>>>

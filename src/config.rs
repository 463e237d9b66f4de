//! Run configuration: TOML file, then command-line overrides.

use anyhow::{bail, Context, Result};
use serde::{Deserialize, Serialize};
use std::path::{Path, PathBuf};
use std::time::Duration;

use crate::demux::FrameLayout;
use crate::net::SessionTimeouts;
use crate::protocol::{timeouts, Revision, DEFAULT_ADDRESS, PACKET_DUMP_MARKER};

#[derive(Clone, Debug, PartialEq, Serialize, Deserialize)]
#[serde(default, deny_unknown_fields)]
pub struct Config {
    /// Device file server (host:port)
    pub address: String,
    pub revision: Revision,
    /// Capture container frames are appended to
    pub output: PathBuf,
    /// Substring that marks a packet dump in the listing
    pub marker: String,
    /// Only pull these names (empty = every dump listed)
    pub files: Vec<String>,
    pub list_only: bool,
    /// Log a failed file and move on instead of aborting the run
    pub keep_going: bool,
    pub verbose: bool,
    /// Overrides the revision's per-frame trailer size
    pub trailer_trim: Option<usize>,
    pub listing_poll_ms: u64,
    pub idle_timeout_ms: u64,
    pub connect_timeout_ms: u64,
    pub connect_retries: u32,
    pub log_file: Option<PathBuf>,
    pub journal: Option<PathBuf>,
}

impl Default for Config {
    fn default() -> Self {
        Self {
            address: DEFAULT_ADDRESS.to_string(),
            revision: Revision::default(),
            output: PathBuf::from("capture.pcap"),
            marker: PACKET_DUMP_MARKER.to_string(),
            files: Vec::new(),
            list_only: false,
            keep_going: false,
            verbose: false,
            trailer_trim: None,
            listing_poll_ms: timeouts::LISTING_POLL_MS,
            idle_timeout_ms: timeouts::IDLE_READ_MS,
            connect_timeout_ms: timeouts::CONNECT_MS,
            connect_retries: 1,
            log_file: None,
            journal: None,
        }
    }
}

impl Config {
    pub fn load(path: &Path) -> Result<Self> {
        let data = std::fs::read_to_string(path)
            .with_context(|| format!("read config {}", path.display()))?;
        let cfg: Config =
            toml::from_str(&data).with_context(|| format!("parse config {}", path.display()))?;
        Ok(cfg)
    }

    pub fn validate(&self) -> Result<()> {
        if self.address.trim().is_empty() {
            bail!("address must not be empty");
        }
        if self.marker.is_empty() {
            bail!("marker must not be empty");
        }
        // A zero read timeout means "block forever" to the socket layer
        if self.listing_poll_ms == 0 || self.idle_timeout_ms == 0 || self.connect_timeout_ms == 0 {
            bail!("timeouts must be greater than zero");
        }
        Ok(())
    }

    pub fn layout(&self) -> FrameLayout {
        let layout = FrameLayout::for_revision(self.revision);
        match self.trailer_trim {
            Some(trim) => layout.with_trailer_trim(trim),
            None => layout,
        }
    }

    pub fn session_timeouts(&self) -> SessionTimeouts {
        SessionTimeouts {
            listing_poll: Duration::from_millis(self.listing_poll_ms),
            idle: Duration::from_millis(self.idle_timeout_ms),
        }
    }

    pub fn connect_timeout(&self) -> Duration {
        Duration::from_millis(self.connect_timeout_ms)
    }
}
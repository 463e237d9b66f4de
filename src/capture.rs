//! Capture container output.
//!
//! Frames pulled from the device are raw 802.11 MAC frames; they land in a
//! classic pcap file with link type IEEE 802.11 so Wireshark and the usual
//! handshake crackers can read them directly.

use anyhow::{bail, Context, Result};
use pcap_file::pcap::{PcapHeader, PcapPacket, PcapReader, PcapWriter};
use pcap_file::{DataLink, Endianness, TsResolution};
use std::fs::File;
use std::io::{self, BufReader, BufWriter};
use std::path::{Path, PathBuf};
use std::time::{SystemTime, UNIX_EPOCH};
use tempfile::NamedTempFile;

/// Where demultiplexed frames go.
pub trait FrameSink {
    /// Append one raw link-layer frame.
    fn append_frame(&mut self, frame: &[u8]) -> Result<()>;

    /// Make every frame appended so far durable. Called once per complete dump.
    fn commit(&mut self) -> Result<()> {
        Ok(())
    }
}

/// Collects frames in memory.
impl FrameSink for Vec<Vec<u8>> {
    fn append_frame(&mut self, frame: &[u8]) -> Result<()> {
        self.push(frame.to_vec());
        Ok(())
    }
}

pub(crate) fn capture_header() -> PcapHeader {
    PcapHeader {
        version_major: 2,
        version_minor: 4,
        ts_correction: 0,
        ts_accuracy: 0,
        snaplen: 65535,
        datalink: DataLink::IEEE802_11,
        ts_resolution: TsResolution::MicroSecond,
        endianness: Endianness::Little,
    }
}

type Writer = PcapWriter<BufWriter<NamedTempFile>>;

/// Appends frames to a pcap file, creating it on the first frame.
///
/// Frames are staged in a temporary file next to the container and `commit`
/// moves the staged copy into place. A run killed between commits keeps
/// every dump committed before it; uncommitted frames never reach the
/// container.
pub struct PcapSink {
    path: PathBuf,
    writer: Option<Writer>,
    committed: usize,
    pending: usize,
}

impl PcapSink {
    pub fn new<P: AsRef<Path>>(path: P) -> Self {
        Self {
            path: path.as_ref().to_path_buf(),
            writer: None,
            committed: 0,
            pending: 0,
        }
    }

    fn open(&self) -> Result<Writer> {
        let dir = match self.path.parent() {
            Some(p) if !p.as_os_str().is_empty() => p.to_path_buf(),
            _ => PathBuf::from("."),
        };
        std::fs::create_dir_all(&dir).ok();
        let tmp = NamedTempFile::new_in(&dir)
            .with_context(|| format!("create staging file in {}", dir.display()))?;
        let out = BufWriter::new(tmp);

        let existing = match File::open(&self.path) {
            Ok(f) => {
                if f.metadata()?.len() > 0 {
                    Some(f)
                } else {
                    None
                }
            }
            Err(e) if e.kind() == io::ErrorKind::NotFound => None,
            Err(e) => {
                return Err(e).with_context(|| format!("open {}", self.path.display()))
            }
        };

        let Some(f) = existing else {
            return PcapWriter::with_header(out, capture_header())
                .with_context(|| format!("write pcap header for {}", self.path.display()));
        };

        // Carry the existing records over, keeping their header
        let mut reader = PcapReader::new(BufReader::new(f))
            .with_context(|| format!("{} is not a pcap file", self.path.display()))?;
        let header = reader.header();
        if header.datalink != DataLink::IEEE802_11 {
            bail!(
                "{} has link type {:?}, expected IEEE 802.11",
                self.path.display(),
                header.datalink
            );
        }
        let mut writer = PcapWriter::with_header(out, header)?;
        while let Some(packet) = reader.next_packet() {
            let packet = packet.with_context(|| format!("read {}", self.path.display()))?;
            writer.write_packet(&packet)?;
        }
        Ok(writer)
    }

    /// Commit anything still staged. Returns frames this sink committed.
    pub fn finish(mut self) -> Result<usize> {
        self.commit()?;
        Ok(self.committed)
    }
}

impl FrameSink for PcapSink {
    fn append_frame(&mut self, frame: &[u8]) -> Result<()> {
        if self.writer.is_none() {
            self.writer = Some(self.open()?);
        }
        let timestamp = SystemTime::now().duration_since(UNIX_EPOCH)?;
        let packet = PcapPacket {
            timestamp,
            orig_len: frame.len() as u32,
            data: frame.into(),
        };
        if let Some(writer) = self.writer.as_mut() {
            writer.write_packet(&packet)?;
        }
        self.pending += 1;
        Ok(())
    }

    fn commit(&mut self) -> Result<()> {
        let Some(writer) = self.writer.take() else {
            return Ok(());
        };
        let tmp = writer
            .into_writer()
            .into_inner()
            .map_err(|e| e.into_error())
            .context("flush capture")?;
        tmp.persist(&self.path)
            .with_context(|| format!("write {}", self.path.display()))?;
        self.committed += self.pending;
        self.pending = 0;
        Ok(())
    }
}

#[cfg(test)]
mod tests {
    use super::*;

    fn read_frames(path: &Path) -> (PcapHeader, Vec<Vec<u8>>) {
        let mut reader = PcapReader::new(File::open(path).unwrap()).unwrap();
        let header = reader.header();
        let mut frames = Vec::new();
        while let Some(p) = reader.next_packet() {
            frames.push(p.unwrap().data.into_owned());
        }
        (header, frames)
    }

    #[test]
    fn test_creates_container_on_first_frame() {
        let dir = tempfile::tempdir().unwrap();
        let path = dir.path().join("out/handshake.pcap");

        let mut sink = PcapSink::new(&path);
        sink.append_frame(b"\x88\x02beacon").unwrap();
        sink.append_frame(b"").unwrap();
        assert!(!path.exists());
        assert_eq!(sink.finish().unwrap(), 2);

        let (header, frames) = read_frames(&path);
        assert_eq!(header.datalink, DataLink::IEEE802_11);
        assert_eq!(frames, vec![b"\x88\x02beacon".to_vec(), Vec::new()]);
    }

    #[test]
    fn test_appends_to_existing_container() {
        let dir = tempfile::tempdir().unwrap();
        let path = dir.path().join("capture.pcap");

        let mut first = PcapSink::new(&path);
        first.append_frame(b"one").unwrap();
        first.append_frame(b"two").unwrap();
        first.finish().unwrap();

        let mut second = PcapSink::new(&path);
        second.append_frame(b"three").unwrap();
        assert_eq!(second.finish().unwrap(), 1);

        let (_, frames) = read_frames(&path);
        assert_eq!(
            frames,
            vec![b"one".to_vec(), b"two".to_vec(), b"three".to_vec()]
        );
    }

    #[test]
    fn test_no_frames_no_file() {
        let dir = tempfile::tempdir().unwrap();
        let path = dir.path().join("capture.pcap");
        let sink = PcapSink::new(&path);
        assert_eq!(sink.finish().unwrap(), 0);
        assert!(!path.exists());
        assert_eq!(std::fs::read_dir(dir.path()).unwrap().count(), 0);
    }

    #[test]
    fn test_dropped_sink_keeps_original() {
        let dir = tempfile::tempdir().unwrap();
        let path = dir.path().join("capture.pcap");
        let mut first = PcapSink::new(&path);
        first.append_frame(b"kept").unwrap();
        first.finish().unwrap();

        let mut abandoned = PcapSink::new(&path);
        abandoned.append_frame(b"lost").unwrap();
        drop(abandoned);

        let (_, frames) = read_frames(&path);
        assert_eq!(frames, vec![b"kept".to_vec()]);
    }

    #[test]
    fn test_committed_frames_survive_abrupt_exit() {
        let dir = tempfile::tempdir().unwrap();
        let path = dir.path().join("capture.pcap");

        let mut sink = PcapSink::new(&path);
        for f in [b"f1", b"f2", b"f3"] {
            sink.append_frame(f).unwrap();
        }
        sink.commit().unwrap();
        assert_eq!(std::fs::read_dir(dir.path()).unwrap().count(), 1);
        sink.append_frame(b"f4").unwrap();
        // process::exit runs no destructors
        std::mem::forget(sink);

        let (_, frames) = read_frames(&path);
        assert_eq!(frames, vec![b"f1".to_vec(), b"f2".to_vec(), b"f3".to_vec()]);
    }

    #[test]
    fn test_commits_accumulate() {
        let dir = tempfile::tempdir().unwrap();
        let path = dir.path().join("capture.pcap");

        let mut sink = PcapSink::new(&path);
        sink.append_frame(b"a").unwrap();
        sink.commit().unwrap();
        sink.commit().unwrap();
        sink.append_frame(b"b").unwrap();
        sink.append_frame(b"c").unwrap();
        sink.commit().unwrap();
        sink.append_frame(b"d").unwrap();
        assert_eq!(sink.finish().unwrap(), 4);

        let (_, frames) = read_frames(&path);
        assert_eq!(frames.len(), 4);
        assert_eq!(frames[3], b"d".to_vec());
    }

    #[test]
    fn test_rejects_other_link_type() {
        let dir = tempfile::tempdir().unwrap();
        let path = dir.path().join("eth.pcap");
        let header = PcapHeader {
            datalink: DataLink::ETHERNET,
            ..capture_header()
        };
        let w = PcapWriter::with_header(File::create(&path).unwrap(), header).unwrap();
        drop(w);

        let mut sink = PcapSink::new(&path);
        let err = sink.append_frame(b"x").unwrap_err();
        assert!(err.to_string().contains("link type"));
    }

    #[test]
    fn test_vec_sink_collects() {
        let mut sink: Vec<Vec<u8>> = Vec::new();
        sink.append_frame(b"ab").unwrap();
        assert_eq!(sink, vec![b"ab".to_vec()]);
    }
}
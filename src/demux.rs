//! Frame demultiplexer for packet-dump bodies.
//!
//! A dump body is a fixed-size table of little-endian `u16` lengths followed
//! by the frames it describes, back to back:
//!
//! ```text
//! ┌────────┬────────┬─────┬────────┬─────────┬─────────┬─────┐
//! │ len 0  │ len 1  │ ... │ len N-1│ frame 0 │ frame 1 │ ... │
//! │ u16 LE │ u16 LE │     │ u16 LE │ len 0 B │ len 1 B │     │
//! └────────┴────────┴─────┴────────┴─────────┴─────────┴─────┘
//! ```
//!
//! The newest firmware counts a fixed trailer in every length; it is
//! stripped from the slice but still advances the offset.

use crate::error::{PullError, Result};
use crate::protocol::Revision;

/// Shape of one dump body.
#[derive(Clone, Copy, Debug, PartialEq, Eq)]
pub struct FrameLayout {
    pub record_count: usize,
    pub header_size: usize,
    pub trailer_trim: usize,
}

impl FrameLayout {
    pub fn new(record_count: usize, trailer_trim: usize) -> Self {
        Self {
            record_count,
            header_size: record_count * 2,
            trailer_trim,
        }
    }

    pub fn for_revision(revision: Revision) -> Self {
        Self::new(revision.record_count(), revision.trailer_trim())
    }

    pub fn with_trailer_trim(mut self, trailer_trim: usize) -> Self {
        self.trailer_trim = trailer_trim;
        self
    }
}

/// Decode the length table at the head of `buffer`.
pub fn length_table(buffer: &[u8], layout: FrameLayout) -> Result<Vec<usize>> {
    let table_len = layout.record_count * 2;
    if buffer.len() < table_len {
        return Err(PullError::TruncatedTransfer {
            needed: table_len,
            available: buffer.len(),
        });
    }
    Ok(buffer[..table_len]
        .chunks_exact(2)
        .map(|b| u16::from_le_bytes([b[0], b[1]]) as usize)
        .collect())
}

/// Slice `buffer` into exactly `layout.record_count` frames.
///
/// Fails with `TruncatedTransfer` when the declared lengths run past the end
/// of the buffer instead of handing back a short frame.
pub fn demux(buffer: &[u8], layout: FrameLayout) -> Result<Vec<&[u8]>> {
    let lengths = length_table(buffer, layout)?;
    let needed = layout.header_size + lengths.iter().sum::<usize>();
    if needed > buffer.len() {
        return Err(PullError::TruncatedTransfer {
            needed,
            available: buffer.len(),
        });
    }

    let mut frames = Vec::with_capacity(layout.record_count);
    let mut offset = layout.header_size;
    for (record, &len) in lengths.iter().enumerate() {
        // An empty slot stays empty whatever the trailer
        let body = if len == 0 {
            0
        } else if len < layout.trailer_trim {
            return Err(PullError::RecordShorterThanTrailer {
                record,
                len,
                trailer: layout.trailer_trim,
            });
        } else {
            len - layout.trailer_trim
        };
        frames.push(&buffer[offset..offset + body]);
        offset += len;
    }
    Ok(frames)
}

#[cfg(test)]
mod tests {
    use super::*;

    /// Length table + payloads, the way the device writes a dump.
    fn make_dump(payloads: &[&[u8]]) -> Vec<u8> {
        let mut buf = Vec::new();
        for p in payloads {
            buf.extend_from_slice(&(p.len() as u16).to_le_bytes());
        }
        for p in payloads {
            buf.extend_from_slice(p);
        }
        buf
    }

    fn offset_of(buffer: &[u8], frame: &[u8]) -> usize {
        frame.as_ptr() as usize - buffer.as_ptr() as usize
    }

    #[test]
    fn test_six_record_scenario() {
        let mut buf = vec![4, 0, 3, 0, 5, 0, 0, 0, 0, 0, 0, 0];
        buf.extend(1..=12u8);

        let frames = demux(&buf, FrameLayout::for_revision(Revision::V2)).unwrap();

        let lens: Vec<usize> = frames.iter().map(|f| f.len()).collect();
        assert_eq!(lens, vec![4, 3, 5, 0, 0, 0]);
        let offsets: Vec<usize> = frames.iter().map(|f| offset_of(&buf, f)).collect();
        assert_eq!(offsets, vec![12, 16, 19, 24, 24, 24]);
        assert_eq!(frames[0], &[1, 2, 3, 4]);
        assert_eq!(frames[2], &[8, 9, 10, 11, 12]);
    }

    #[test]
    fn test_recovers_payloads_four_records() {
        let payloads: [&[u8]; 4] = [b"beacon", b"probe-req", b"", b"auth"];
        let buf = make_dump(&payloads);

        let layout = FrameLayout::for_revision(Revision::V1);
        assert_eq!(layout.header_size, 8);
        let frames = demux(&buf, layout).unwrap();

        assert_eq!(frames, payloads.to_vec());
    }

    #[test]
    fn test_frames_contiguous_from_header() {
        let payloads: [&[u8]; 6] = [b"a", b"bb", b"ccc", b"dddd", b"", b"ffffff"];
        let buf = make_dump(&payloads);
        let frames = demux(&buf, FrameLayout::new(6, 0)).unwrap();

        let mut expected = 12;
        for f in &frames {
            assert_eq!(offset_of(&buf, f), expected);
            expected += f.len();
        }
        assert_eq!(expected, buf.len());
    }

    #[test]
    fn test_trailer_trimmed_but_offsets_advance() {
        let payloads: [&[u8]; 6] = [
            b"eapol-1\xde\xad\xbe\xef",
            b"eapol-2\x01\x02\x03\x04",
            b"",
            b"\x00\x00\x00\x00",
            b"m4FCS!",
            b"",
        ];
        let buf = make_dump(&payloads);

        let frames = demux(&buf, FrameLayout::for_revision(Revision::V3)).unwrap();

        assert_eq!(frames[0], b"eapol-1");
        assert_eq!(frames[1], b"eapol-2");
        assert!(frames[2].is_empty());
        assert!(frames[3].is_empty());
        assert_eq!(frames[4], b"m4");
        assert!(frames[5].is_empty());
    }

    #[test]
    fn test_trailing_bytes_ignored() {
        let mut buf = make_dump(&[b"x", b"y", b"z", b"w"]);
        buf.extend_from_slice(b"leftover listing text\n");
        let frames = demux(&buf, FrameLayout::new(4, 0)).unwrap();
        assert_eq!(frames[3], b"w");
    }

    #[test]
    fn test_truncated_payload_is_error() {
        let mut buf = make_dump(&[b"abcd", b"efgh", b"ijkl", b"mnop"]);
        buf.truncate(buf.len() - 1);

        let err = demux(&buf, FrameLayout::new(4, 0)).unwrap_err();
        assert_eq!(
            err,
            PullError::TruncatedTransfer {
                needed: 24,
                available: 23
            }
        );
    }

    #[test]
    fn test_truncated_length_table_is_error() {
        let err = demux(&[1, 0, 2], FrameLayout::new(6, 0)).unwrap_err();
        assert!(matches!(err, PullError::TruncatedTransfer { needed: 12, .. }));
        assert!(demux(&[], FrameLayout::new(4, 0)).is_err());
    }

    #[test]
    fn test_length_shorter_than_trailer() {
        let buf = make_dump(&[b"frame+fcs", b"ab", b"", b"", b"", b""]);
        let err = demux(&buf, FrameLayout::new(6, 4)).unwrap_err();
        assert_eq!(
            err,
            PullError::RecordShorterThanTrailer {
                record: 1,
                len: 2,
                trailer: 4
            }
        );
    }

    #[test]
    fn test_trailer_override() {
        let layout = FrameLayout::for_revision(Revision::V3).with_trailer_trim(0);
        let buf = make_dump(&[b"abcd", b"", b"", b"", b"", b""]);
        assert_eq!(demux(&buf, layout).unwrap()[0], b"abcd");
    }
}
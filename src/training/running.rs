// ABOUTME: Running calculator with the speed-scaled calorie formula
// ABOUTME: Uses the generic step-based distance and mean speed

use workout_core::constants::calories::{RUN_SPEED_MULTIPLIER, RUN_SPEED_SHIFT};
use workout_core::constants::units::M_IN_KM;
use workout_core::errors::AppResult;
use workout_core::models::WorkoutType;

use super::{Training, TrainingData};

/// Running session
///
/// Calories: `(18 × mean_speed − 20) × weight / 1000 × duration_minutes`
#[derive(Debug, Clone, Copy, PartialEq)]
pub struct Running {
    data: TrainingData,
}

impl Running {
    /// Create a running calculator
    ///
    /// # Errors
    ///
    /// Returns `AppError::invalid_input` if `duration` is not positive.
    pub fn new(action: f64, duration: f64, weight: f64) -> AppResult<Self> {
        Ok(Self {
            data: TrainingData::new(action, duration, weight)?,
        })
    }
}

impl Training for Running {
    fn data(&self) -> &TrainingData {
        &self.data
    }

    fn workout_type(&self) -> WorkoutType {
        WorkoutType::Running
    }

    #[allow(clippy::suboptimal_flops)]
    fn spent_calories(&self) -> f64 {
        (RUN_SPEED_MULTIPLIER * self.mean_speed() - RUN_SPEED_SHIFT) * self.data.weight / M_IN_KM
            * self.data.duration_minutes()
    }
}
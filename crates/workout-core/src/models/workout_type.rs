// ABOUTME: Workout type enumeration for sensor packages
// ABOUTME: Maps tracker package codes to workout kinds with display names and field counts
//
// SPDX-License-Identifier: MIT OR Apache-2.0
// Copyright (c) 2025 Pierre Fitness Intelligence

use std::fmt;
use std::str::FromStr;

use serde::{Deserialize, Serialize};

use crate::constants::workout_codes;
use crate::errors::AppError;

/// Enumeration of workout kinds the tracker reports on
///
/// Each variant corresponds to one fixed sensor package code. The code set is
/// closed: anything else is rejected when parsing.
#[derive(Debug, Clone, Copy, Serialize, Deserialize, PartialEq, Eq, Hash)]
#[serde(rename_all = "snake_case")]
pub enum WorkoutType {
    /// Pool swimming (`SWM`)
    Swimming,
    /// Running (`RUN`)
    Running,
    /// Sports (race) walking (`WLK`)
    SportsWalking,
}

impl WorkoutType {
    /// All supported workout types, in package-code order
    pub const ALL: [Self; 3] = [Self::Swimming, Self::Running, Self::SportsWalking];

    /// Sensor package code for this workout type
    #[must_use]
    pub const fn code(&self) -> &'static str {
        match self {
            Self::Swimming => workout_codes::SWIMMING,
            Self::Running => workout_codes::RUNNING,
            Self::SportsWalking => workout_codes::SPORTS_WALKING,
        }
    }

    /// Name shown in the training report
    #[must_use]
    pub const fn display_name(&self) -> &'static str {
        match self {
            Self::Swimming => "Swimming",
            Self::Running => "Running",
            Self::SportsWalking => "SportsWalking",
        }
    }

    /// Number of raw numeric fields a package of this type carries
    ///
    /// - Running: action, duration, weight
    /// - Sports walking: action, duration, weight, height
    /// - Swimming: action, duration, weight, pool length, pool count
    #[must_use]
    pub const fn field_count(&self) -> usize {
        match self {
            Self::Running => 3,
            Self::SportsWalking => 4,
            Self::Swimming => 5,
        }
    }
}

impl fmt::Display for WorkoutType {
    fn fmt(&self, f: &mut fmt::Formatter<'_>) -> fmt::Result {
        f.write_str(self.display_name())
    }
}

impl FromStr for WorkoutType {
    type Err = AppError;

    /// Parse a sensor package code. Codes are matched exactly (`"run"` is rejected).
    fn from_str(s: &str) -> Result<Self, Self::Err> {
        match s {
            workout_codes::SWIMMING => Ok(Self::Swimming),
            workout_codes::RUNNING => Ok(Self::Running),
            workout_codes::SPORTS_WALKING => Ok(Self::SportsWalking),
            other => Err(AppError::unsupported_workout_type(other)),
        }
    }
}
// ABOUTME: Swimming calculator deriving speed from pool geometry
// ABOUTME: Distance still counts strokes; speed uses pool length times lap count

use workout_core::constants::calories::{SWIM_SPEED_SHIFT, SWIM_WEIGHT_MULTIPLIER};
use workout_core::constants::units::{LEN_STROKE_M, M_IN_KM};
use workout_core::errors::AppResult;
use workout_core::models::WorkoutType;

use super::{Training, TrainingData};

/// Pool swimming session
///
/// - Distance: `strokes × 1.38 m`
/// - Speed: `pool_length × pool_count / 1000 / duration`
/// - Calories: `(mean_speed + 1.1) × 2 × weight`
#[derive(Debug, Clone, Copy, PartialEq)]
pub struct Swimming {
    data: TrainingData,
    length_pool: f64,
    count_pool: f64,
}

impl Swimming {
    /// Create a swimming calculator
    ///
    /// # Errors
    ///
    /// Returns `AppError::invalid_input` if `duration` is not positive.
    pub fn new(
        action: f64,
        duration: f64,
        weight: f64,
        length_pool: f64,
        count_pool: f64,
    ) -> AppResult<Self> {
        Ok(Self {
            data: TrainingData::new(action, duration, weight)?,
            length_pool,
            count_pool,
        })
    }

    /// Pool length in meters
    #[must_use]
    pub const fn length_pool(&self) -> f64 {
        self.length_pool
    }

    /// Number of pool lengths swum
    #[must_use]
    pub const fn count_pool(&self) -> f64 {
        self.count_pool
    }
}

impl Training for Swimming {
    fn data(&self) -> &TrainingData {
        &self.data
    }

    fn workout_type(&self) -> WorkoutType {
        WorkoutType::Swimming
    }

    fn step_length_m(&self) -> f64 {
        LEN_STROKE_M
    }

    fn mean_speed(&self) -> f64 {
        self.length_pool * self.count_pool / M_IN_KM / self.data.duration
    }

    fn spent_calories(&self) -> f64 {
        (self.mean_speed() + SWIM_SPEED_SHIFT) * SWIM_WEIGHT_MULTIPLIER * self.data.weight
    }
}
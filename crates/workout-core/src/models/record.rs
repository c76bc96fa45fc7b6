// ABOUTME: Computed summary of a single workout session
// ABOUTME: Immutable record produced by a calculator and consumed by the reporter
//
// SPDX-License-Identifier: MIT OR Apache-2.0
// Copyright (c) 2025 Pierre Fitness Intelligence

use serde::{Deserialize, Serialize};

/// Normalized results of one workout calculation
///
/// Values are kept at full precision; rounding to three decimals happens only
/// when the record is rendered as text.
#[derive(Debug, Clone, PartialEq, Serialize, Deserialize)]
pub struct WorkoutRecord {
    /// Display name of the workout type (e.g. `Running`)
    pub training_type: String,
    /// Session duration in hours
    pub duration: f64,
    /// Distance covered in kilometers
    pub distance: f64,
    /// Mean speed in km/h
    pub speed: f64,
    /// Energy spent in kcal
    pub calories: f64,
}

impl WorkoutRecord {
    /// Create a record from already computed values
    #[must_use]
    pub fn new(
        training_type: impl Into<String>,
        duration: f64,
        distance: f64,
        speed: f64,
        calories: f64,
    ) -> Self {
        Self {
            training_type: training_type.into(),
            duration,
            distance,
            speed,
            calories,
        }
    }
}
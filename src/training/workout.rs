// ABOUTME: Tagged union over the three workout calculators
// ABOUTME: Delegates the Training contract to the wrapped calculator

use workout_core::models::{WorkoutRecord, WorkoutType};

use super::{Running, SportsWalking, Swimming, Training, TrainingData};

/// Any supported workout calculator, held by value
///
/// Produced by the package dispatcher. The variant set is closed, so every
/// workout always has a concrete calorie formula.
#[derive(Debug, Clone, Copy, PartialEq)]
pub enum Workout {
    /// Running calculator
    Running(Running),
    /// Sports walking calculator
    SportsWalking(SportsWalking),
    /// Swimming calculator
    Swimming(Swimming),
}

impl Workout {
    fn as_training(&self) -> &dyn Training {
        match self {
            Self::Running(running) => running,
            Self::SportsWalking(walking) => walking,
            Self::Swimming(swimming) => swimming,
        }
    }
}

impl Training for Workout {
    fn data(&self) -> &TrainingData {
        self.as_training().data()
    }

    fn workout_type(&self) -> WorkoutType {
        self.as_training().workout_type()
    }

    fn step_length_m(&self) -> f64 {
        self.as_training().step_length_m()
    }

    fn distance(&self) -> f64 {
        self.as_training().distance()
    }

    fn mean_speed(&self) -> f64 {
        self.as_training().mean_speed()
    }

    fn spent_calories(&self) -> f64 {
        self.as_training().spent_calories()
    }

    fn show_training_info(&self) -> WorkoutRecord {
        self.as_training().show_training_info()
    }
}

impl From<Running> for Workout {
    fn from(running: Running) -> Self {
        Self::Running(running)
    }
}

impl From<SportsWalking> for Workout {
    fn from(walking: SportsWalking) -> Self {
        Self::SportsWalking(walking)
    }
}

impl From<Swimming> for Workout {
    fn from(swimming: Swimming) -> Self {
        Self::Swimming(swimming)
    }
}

<<<

Task to carry out.
Copy out all lines above that include the string "push".

Finished task.
        self.push(frame.to_vec());
            frames.push(p.unwrap().data.into_owned());
        frames.push(&buffer[offset..offset + body]);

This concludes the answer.